**SUPPLIED DATA:**
*** Block opens ***

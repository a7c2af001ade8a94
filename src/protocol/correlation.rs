//! # Correlation Engine
//!
//! Matches inbound response blocks to the requests that caused them, keyed by
//! the `ActionID` correlation token. A published request registers a pending
//! entry holding a oneshot sender; the router task feeds every parsed message
//! through [`CorrelationEngine::route`], which resolves single-part responses
//! immediately and aggregates multi-part responses until their terminating
//! `Event: ...Complete` block arrives.
//!
//! Both tables live behind one mutex. Only the router task mutates an open
//! aggregation, so the head's child list needs no lock of its own.

use crate::core::message::Message;
use crate::error::{constants, AmiError, Result};
use crate::utils::lock_ignore_poison;
use std::collections::HashMap;
use std::fmt;
use std::hash::{Hash, Hasher};
use std::sync::Mutex;
use tokio::sync::oneshot;

/// Correlation token. Equality and hashing ignore ASCII case, matching the
/// wire protocol's case-insensitive keys and values.
#[derive(Debug, Clone)]
pub struct ActionId(String);

impl ActionId {
    pub fn new(token: impl Into<String>) -> Self {
        Self(token.into())
    }

    pub fn as_str(&self) -> &str {
        &self.0
    }
}

impl PartialEq for ActionId {
    fn eq(&self, other: &Self) -> bool {
        self.0.eq_ignore_ascii_case(&other.0)
    }
}

impl Eq for ActionId {}

impl Hash for ActionId {
    fn hash<H: Hasher>(&self, state: &mut H) {
        for byte in self.0.bytes() {
            state.write_u8(byte.to_ascii_lowercase());
        }
    }
}

impl fmt::Display for ActionId {
    fn fmt(&self, f: &mut fmt::Formatter<'_>) -> fmt::Result {
        f.write_str(&self.0)
    }
}

type ResponseSender = oneshot::Sender<Result<Message>>;

/// A multi-part response being collected: the head message grows a child per
/// interim part until the terminating part resolves the sender.
struct Aggregation {
    head: Message,
    tx: ResponseSender,
}

#[derive(Default)]
struct EngineState {
    pending: HashMap<ActionId, ResponseSender>,
    aggregations: HashMap<ActionId, Aggregation>,
}

/// Pending-request and aggregation tables for one connection.
#[derive(Default)]
pub struct CorrelationEngine {
    state: Mutex<EngineState>,
}

impl CorrelationEngine {
    pub fn new() -> Self {
        Self::default()
    }

    /// Register a pending request under `id` and hand back the receiver its
    /// response will resolve.
    ///
    /// # Errors
    /// [`AmiError::DuplicateActionId`] if `id` is already in flight, whether
    /// pending or mid-aggregation.
    pub fn register(&self, id: &ActionId) -> Result<oneshot::Receiver<Result<Message>>> {
        let mut state = self
            .state
            .lock()
            .map_err(|_| AmiError::Custom(constants::ERR_ENGINE_LOCK.to_string()))?;

        if state.pending.contains_key(id) || state.aggregations.contains_key(id) {
            return Err(AmiError::DuplicateActionId(id.as_str().to_string()));
        }

        let (tx, rx) = oneshot::channel();
        state.pending.insert(id.clone(), tx);
        Ok(rx)
    }

    /// Forget a pending registration that never made it onto the wire.
    pub fn discard(&self, id: &ActionId) {
        let mut state = lock_ignore_poison(&self.state);
        state.pending.remove(id);
    }

    /// Offer one parsed message to the correlation tables.
    ///
    /// A message whose first field is `Response` and whose `ActionID` matches
    /// a pending request becomes the head of a new aggregation; a message
    /// whose `ActionID` matches an open aggregation advances it. Anything
    /// else, including every message without an `ActionID`, is left for the
    /// dispatcher alone.
    pub fn route(&self, message: &Message) -> Result<()> {
        let Some(token) = message.get("ActionID") else {
            return Ok(());
        };
        let token = ActionId::new(token);

        let mut state = self
            .state
            .lock()
            .map_err(|_| AmiError::Custom(constants::ERR_ENGINE_LOCK.to_string()))?;

        let heads_response = message
            .first_field()
            .is_some_and(|(key, _)| key.eq_ignore_ascii_case("Response"));

        if heads_response {
            if let Some(tx) = state.pending.remove(&token) {
                let aggregation = Aggregation {
                    head: message.clone(),
                    tx,
                };
                Self::step(&mut state.aggregations, token, aggregation, message, true);
                return Ok(());
            }
        }

        if let Some(aggregation) = state.aggregations.remove(&token) {
            Self::step(&mut state.aggregations, token, aggregation, message, false);
        }
        Ok(())
    }

    /// One aggregation step for `part` against an open aggregation.
    ///
    /// A part with neither `EventList` nor `Event` is a complete single-part
    /// response. A part whose first field is `Event` with a value containing
    /// `Complete` terminates the aggregation. Any other part is interim and
    /// is appended to the head's children, unless it is the head itself.
    fn step(
        aggregations: &mut HashMap<ActionId, Aggregation>,
        token: ActionId,
        mut aggregation: Aggregation,
        part: &Message,
        part_is_head: bool,
    ) {
        let single_part = part.get("EventList").is_none() && part.get("Event").is_none();
        let terminating = part.first_field().is_some_and(|(key, value)| {
            key.eq_ignore_ascii_case("Event") && value.to_ascii_lowercase().contains("complete")
        });

        if single_part || terminating {
            let _ = aggregation.tx.send(Ok(aggregation.head));
            return;
        }

        if !part_is_head {
            aggregation.head.push_response(part.clone());
        }
        aggregations.insert(token, aggregation);
    }

    /// Resolve every outstanding waiter with an error and drop all state.
    ///
    /// With a `reason`, waiters see [`AmiError::ConnectionReset`] carrying the
    /// triggering error's text; without one they see the cancellation signal
    /// [`AmiError::ConnectionClosed`]. Safe to call repeatedly and from
    /// teardown paths that cannot fail.
    pub fn abort_all(&self, reason: Option<&str>) {
        let mut state = lock_ignore_poison(&self.state);
        for (_, tx) in state.pending.drain() {
            let _ = tx.send(Err(teardown_error(reason)));
        }
        for (_, aggregation) in state.aggregations.drain() {
            let _ = aggregation.tx.send(Err(teardown_error(reason)));
        }
    }
}

fn teardown_error(reason: Option<&str>) -> AmiError {
    match reason {
        Some(text) => AmiError::ConnectionReset(text.to_string()),
        None => AmiError::ConnectionClosed,
    }
}
//! # Block Assembly
//!
//! Turns the decoded line stream back into complete blocks for the message
//! decoder. The remote side greets with a banner line before any field
//! traffic; any line containing the banner text is discarded wherever it
//! appears, since reconnect-through-proxy setups can replay it mid-stream.

use crate::core::message::TERMINATOR;

/// Greeting text sent by the remote side, without its version suffix
/// (the full line reads like `Asterisk Call Manager/5.0.2`).
pub const BANNER_TEXT: &str = "Asterisk Call Manager";

/// Accumulates lines until a blank line closes the block.
#[derive(Debug, Default)]
pub struct BlockAssembler {
    buf: String,
}

impl BlockAssembler {
    pub fn new() -> Self {
        Self::default()
    }

    /// Feed one decoded line (without its terminator).
    ///
    /// Returns a complete block, re-terminated for the message decoder, when
    /// `line` is the blank line closing a non-empty block. Banner lines and
    /// blank lines outside a block produce nothing.
    pub fn push_line(&mut self, line: &str) -> Option<String> {
        if line.is_empty() {
            if self.buf.is_empty() {
                return None;
            }
            let mut block = std::mem::take(&mut self.buf);
            block.push_str(TERMINATOR);
            return Some(block);
        }

        if line.contains(BANNER_TEXT) {
            return None;
        }

        self.buf.push_str(line);
        self.buf.push_str(TERMINATOR);
        None
    }
}
//! `graspkit-viz` – debug marker side channel.
//!
//! - [`marker`] – [`Marker`], [`MarkerColor`] and the run-stamped
//!   [`MarkerEvent`].
//! - [`sink`] – [`MarkerSink`] and its implementations.

pub mod marker;
pub mod sink;

pub use marker::{Marker, MarkerColor, MarkerEvent};
pub use sink::{JsonLinesSink, MarkerBus, MarkerLog, MarkerSink, VizError};
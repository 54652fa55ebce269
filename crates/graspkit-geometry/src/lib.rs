//! `graspkit-geometry` – spatial primitives shared by every grasp-filter crate.
//!
//! # Modules
//!
//! - [`transform`] – [`Pose`][transform::Pose] math and the
//!   [`FrameTree`][transform::FrameTree] that relates named frames.
//! - [`shapes`] – [`Aabb`][shapes::Aabb], [`Sphere`][shapes::Sphere] and the
//!   [`GraspParallelPlane`][shapes::GraspParallelPlane] selector used by
//!   cutting planes.
//! - [`octree`] – [`Octree`][octree::Octree]: point-cloud obstacle index.

pub mod octree;
pub mod shapes;
pub mod transform;

pub use shapes::{Aabb, GraspParallelPlane, Sphere};
pub use transform::{FrameTree, Pose, Quaternion, Vec3};
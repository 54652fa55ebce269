//! Filter stages.
//!
//! A pipeline is an ordered list of [`FilterStage`]s built from
//! [`FilterPipelineConfig::stages`].  Each stage looks at one candidate and
//! either lets it through or returns the [`RejectReason`] that stops it.
//!
//! | Stage | Cost | Rejects with |
//! |---|---|---|
//! | [`FilterStage::CuttingPlane`] | geometric | `cutting_plane` |
//! | [`FilterStage::ApproachDirection`] | geometric | `approach_direction` |
//! | [`FilterStage::DesiredOrientation`] | geometric | `orientation` |
//! | [`FilterStage::IkFeasibility`] | 1–3 IK calls | `<pose>_unreachable`, `ik_timeout` |
//! | [`FilterStage::IkWithCollision`] | 1–3 IK calls plus collision checks | `<pose>_pose_collision`, `ik_timeout` |
//!
//! Stages only ever write to the candidate they are given.  Everything else
//! they touch (scene, arm, collision checker) is shared read-only; the solver
//! belongs to the calling worker.

use std::time::Duration;

use graspkit_geometry::{Pose, Vec3};
use graspkit_kinematics::{ArmContext, IkFailure, KinematicSolver};
use graspkit_scene::{CollisionChecker, PlanningSceneSnapshot};
use graspkit_types::{GraspCandidate, JointState, PoseKind, PoseSolutions, RejectReason, StageKind};
use tracing::debug;

use crate::config::{CuttingPlane, DesiredOrientation, FilterPipelineConfig};

/// Contacts logged per failed pose when `collision_verbose` is set.
const VERBOSE_CONTACTS: usize = 8;

/// Everything a stage may read, plus the worker's own solver.
pub struct StageContext<'a> {
    pub arm: &'a ArmContext,
    pub scene: &'a PlanningSceneSnapshot,
    pub collision: &'a dyn CollisionChecker,
    pub solver: &'a mut dyn KinematicSolver,
    /// Seed for the first pose of every candidate.
    pub seed: &'a JointState,
    pub timeout: Duration,
    pub collision_verbose: bool,
}

// ────────────────────────────────────────────────────────────────────────────
// FilterStage
// ────────────────────────────────────────────────────────────────────────────

#[derive(Debug, Clone, PartialEq)]
pub enum FilterStage {
    CuttingPlane {
        planes: Vec<CuttingPlane>,
    },
    ApproachDirection {
        axis: Vec3,
        tolerance: f64,
    },
    DesiredOrientation {
        orientations: Vec<DesiredOrientation>,
        tcp_to_eef_mount: Pose,
    },
    IkFeasibility,
    IkWithCollision,
}

impl FilterStage {
    /// Build the stage for `kind` from the parameters in `config`.
    pub fn from_config(kind: StageKind, config: &FilterPipelineConfig) -> Self {
        match kind {
            StageKind::CuttingPlane => FilterStage::CuttingPlane {
                planes: config.cutting_planes.clone(),
            },
            StageKind::ApproachDirection => FilterStage::ApproachDirection {
                // Validation guarantees a non-zero axis.
                axis: config.approach.axis.normalized().unwrap_or(config.approach.axis),
                tolerance: config.approach.tolerance,
            },
            StageKind::DesiredOrientation => FilterStage::DesiredOrientation {
                orientations: config.desired_orientations.clone(),
                tcp_to_eef_mount: config.grasp_geometry.tcp_to_eef_mount,
            },
            StageKind::IkFeasibility => FilterStage::IkFeasibility,
            StageKind::IkWithCollision => FilterStage::IkWithCollision,
        }
    }

    pub fn kind(&self) -> StageKind {
        match self {
            FilterStage::CuttingPlane { .. } => StageKind::CuttingPlane,
            FilterStage::ApproachDirection { .. } => StageKind::ApproachDirection,
            FilterStage::DesiredOrientation { .. } => StageKind::DesiredOrientation,
            FilterStage::IkFeasibility => StageKind::IkFeasibility,
            FilterStage::IkWithCollision => StageKind::IkWithCollision,
        }
    }

    /// Run the stage on `candidate`.
    ///
    /// Geometric stages ignore `ctx` apart from reading it.  IK stages record
    /// the solutions they found on the candidate, even when a later pose
    /// fails.
    pub fn evaluate(&self, candidate: &mut GraspCandidate, ctx: &mut StageContext<'_>) -> Result<(), RejectReason> {
        match self {
            FilterStage::CuttingPlane { planes } => check_cutting_planes(candidate, planes),
            FilterStage::ApproachDirection { axis, tolerance } => check_approach(candidate, *axis, *tolerance),
            FilterStage::DesiredOrientation {
                orientations,
                tcp_to_eef_mount,
            } => check_orientation(candidate, orientations, *tcp_to_eef_mount),
            FilterStage::IkFeasibility => solve_feasibility(candidate, ctx),
            FilterStage::IkWithCollision => solve_collision_free(candidate, ctx),
        }
    }
}

// ────────────────────────────────────────────────────────────────────────────
// Geometric stages
// ────────────────────────────────────────────────────────────────────────────

/// The grasp may not sit in a forbidden half-space, and neither may the
/// pregrasp the gripper approaches from.
pub fn check_cutting_planes(candidate: &GraspCandidate, planes: &[CuttingPlane]) -> Result<(), RejectReason> {
    let points = [
        candidate.grasp_pose().translation,
        candidate.pregrasp_pose().translation,
    ];
    for (i, plane) in planes.iter().enumerate() {
        if points.iter().any(|p| plane.forbids(*p)) {
            debug!(
                target: "graspkit::superdebug",
                candidate = %candidate.id(),
                plane = i,
                kind = %plane.plane,
                "grasp crosses cutting plane"
            );
            return Err(RejectReason::CuttingPlane);
        }
    }
    Ok(())
}

pub fn check_approach(candidate: &GraspCandidate, axis: Vec3, tolerance: f64) -> Result<(), RejectReason> {
    let angle = candidate.approach_direction().angle_to(axis);
    if angle > tolerance {
        debug!(
            target: "graspkit::superdebug",
            candidate = %candidate.id(),
            angle,
            tolerance,
            "approach direction out of tolerance"
        );
        return Err(RejectReason::ApproachDirection);
    }
    Ok(())
}

/// Compare the TCP z axis against every desired orientation.  All of them
/// must hold.
pub fn check_orientation(
    candidate: &GraspCandidate,
    orientations: &[DesiredOrientation],
    tcp_to_eef_mount: Pose,
) -> Result<(), RejectReason> {
    let tcp = candidate.grasp_pose().compose(tcp_to_eef_mount.inverse());
    let tcp_z = tcp.z_axis();
    for desired in orientations {
        let angle = tcp_z.angle_to(desired.pose.z_axis());
        if angle > desired.max_angle_offset {
            debug!(
                target: "graspkit::superdebug",
                candidate = %candidate.id(),
                angle,
                max = desired.max_angle_offset,
                "tcp orientation out of tolerance"
            );
            return Err(RejectReason::Orientation);
        }
    }
    Ok(())
}

// ────────────────────────────────────────────────────────────────────────────
// IK stages
// ────────────────────────────────────────────────────────────────────────────

fn solve_feasibility(candidate: &mut GraspCandidate, ctx: &mut StageContext<'_>) -> Result<(), RejectReason> {
    let mut solutions = PoseSolutions::default();
    let mut seed = ctx.seed.clone();

    for pose in PoseKind::SEQUENCE {
        let target = ctx.arm.to_base(candidate.pose(pose));
        match ctx.solver.solve(&target, &seed, ctx.timeout) {
            Ok(q) => {
                seed = q.clone();
                solutions.set(pose, q);
            }
            Err(failure) => {
                debug!(
                    target: "graspkit::superdebug",
                    candidate = %candidate.id(),
                    %pose,
                    solver = ctx.solver.name(),
                    %failure,
                    "ik failed"
                );
                candidate.set_ik_solution(solutions);
                return Err(match failure {
                    IkFailure::Timeout => RejectReason::IkTimeout,
                    IkFailure::Unreachable | IkFailure::NoValidSolution => RejectReason::unreachable(pose),
                });
            }
        }
    }

    candidate.set_ik_solution(solutions);
    Ok(())
}

fn solve_collision_free(candidate: &mut GraspCandidate, ctx: &mut StageContext<'_>) -> Result<(), RejectReason> {
    let arm = ctx.arm;
    let scene = ctx.scene;
    let collision = ctx.collision;
    let mut is_valid = |q: &JointState| !collision.is_in_collision(&arm.robot_state(q), scene);

    let mut solutions = PoseSolutions::default();
    let mut chained = ctx.seed.clone();

    for pose in PoseKind::SEQUENCE {
        // The collision-free branch is usually the one IK feasibility found.
        let seed = candidate
            .ik_solution()
            .and_then(|s| s.get(pose))
            .cloned()
            .unwrap_or_else(|| chained.clone());
        let target = arm.to_base(candidate.pose(pose));

        match ctx.solver.solve_with(&target, &seed, ctx.timeout, &mut is_valid) {
            Ok(q) => {
                chained = q.clone();
                solutions.set(pose, q);
            }
            Err(IkFailure::Timeout) => {
                candidate.set_collision_free_solution(solutions);
                return Err(RejectReason::IkTimeout);
            }
            Err(failure) => {
                debug!(
                    target: "graspkit::superdebug",
                    candidate = %candidate.id(),
                    %pose,
                    %failure,
                    "no collision-free ik solution"
                );
                if ctx.collision_verbose {
                    let state = arm.robot_state(&seed);
                    for contact in collision.contacts(&state, scene, VERBOSE_CONTACTS) {
                        debug!(
                            target: "graspkit::superdebug",
                            candidate = %candidate.id(),
                            %pose,
                            link = %contact.link,
                            body = %contact.body,
                            x = contact.position.x,
                            y = contact.position.y,
                            z = contact.position.z,
                            "contact"
                        );
                    }
                }
                candidate.set_collision_free_solution(solutions);
                return Err(RejectReason::collision(pose));
            }
        }
    }

    candidate.set_collision_free_solution(solutions);
    Ok(())
}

*** Block closes ***

Go through the entries above and copy each line with "shared" in it.

**YOUR RESPONSE:**
//! `graspkit-geometry` – spatial primitives shared by every grasp-filter crate.
//! they touch (scene, arm, collision checker) is shared read-only; the solver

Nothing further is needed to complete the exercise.